Estas cifras revelan que la realidad ha superado, con creces, la previsión: solo hay un parque profesional desde Candelaria a Santiago del Teide con apenas 10 bomberos por turno diario. Además del factor poblacional hay que añadir la presencia de servicios e infraestructuras básicas en esta zona (aeropuerto, puertos, hospital, colegios, naves industriales, etcétera). Si se produjera un incendio en un hotel en Costa Adeje o Los Cristianos, por citar las dos localidades que reciben la mayor parte de turistas, los efectivos profesionales no llegarían antes de 15 minutos desde Las Chafiras (San Miguel), tiempo que supera en cinco minutos el plazo considerado límite para dar respuesta a una emergencia grave. En esa misma situación se encuentran los cascos de Adeje, Arona, Granadilla y Vilaflor. Pero, además, si hubiera que atender dos sucesos simultáneos o bien la magnitud de la incidencia obligara a pedir refuerzos, estos no llegarían antes de una hora, ya que habría que reclamarlos a Santa Cruz.
En una situación no menos delicada se encuentran el Valle de Güímar, Fasnia y Arico, donde el tiempo de llegada de los bomberos de la capital se retrasaría hasta los 20 minutos. Tampoco la cobertura es la mejor para Tabaiba y Radazul, en la costa de El Rosario, donde se estima una respuesta no inferior al cuarto de hora.

Así consta en el mapa del Cabildo que analiza el área de influencia de los parques de bomberos de Tenerife sobre la población y en el que, además de focalizar los principales núcleos habitados, se advierte sobre la necesidad de mejorar la capacidad de respuesta en dos de los grandes polígonos industriales del Sur, que representan importantes polos de riesgo: Granadilla y Güímar.

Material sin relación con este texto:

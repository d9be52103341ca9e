//! Signed cofactors of the stacked generator rows.
//!
//! At step `m` a composition `parts` stacks the first `parts[i]` rows of the
//! `i`-th participating matrix into an `m x m` matrix whose last column holds
//! the unknowns. Expanding its determinant along that column gives
//! `sum_j cofactor_j * x_j`, with each cofactor a constant `(m-1) x (m-1)`
//! minor of already committed columns.

use matforge_expr::{Expr, Storage, VariableId};

use crate::field::{FieldArithmetic, FieldElement};
use crate::matrix::GfMatrix;

/// `(matrix index, row)` of every stacked row, in stacking order.
pub(crate) fn stacked_rows(parts: &[usize]) -> Vec<(usize, usize)> {
    parts
        .iter()
        .enumerate()
        .flat_map(|(matrix, count)| (0..*count).map(move |row| (matrix, row)))
        .collect()
}

/// Cofactors along the unknown column, reduced into `[0, q)`.
///
/// Rows past a matrix's size read as zero.
pub(crate) fn cofactors<F: FieldArithmetic + ?Sized>(
    field: &F,
    matrices: &[&GfMatrix],
    parts: &[usize],
) -> Vec<FieldElement> {
    let rows = stacked_rows(parts);
    let m = rows.len();
    if m == 0 {
        return Vec::new();
    }
    let n = m - 1;

    let copy_row = |minor: &mut GfMatrix, slot: usize, (matrix, row): (usize, usize)| {
        for column in 0..n {
            let value = matrices[matrix].get_or_zero(row, column);
            let written = minor.set(slot, column, value);
            debug_assert!(written.is_ok(), "minor slot {slot} column {column} outside {n}x{n}");
        }
    };

    // The minor starts as every stacked row but the first. Overwriting slot
    // `j` with stacked row `j` then drops row `j + 1` instead.
    let mut minor = GfMatrix::new(n);
    for (slot, row) in rows.iter().skip(1).enumerate() {
        copy_row(&mut minor, slot, *row);
    }

    let mut positive = (m + 1) % 2 == 0;
    let mut result = Vec::with_capacity(m);
    for (index, row) in rows.iter().enumerate() {
        let det = minor.determinant(field);
        result.push(if positive { det } else { field.neg(det) });
        positive = !positive;
        if index + 1 < m {
            copy_row(&mut minor, index, *row);
        }
    }
    result
}

/// `sum_j cofactor_j * x[row_j + dim_j * m]` for the unknowns of step `m`.
///
/// `dims[i]` is the global dimension of the `i`-th participating matrix;
/// `unknowns` holds `m` variables per dimension, dimension-major.
pub(crate) fn determinant_expr<S: Storage, F: FieldArithmetic + ?Sized>(
    field: &F,
    matrices: &[&GfMatrix],
    parts: &[usize],
    dims: &[usize],
    unknowns: &[VariableId],
) -> Expr<S> {
    let m: usize = parts.iter().sum();
    let rows = stacked_rows(parts);
    let mut det = Expr::new_empty();
    for (cofactor, (matrix, row)) in cofactors(field, matrices, parts).into_iter().zip(rows) {
        if let Some(var_id) = unknowns.get(row + dims[matrix] * m) {
            det.push_term(*var_id, i64::from(cofactor));
        }
    }
    det
}
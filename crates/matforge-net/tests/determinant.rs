use matforge_net::{FieldArithmetic, GaloisField, GfMatrix};
use proptest::prelude::*;

const PRIMES: [u32; 5] = [2, 3, 5, 7, 11];

/// Laplace expansion along the first row, reduced mod `q`.
fn reference_determinant(rows: &[Vec<u32>], q: u32) -> u32 {
    let n = rows.len();
    if n == 0 {
        return 1;
    }
    let q = i64::from(q);
    let mut total = 0i64;
    for column in 0..n {
        let minor: Vec<Vec<u32>> = rows[1..]
            .iter()
            .map(|row| {
                row.iter()
                    .enumerate()
                    .filter(|(index, _)| *index != column)
                    .map(|(_, value)| *value)
                    .collect()
            })
            .collect();
        let term = i64::from(rows[0][column]) * i64::from(reference_determinant(&minor, q as u32));
        total += if column % 2 == 0 { term } else { -term };
    }
    total.rem_euclid(q) as u32
}

fn field_and_rows() -> impl Strategy<Value = (u32, Vec<Vec<u32>>)> {
    (prop::sample::select(PRIMES.to_vec()), 1usize..=4).prop_flat_map(|(q, n)| {
        (
            Just(q),
            prop::collection::vec(prop::collection::vec(0..q, n), n),
        )
    })
}

#[test]
fn identity_is_one_in_every_field() {
    for q in PRIMES {
        let field = GaloisField::new(q).unwrap();
        for size in 0..6 {
            assert_eq!(GfMatrix::identity(size).determinant(&field), 1, "q = {q}");
        }
    }
}

proptest! {
    #[test]
    fn elimination_matches_expansion((q, rows) in field_and_rows()) {
        let field = GaloisField::new(q).unwrap();
        let matrix = GfMatrix::from_rows(rows.clone()).unwrap();
        prop_assert_eq!(matrix.determinant(&field), reference_determinant(&rows, q));
    }

    #[test]
    fn swapping_rows_negates((q, rows) in field_and_rows()) {
        prop_assume!(rows.len() >= 2);
        let field = GaloisField::new(q).unwrap();
        let before = GfMatrix::from_rows(rows.clone()).unwrap().determinant(&field);
        let mut swapped = rows;
        swapped.swap(0, 1);
        let after = GfMatrix::from_rows(swapped).unwrap().determinant(&field);
        prop_assert_eq!(after, field.neg(before));
    }

    #[test]
    fn zero_row_is_singular((q, rows) in field_and_rows(), index in 0usize..4) {
        let field = GaloisField::new(q).unwrap();
        let mut rows = rows;
        let index = index % rows.len();
        rows[index].iter_mut().for_each(|value| *value = 0);
        prop_assert_eq!(GfMatrix::from_rows(rows).unwrap().determinant(&field), 0);
    }
}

El tercero, Las Chafiras, se considera cubierto por la cercanía del parque de San Miguel, como se ha demostrado cada vez que han tenido que hacer frente a una emergencia en este lugar, la última el pasado verano.

Consciente de esta situación y con el objetivo de agilizar la movilización de recursos para responder en tiempo y forma a cualquier incidencia de gravedad, priorizando las grandes poblaciones, los planes del Cabildo contemplan la construcción de dos parques profesionales en el Sur, los únicos previstos en la Isla en los próximos cinco años. Su emplazamiento exacto está aún por determinar, aunque hay puestas dos cruces sobre el mapa de la comarca: el Valle de Güímar (Candelaria parece hoy el municipio mejor situado) y la zona fronteriza entre Arona y Adeje. De esta manera, las mayores concentraciones de población del Sur quedarían dentro de los 10 minutos de respuesta en caso de que se produjera un suceso de gravedad. Además, habría una primera línea de refuerzos más próxima que el parque de Santa Cruz. En los últimos días, tanto la alcaldesa de Güímar como el alcalde de Arona se han apresurado a ofrecer suelo en sus municipios. Ambas instalaciones, que aparecen incluidas en el programa Tenerife Resiliente, no serían inmediatas, atendiendo al plan financiero dividido por anualidades entre 2017 y 2021. El coste previsto de los dos parques es de 2.759.688 euros distribuidos de la siguiente forma: 366.240 (2017), 358.082 (2018), 606.266 2019), 589.682 (2020) y 839.418 (2021).

La escasez de medios humanos y materiales en la comarca sur realza la labor que realizan los bomberos voluntarios de Güímar, Granadilla, Adeje, Guía de Isora y Santiago del Teide, cuyo papel resulta fundamental -así lo valoran ayuntamientos y ciudadanos- para atajar a tiempo cualquier incidencia que requiera sus servicios.

Una comisión decidirá dónde se ubicarán los nuevos parques

Los planes del Cabildo pasan por crear una comisión de seguimiento en la que estuvieran representados el Consorcio de Bomberos y las administraciones implicadas. A ellos corresponderá tomar la decisión de elegir los terrenos aptos para ubicar los nuevos parques, que deberán tener acceso directo a la autopista TF-1. Tras el estudio de la cesión del suelo, se procederá a la redacción de los proyectos técnicos para su construcción. Lo siguiente será los primeros movimientos de tierra.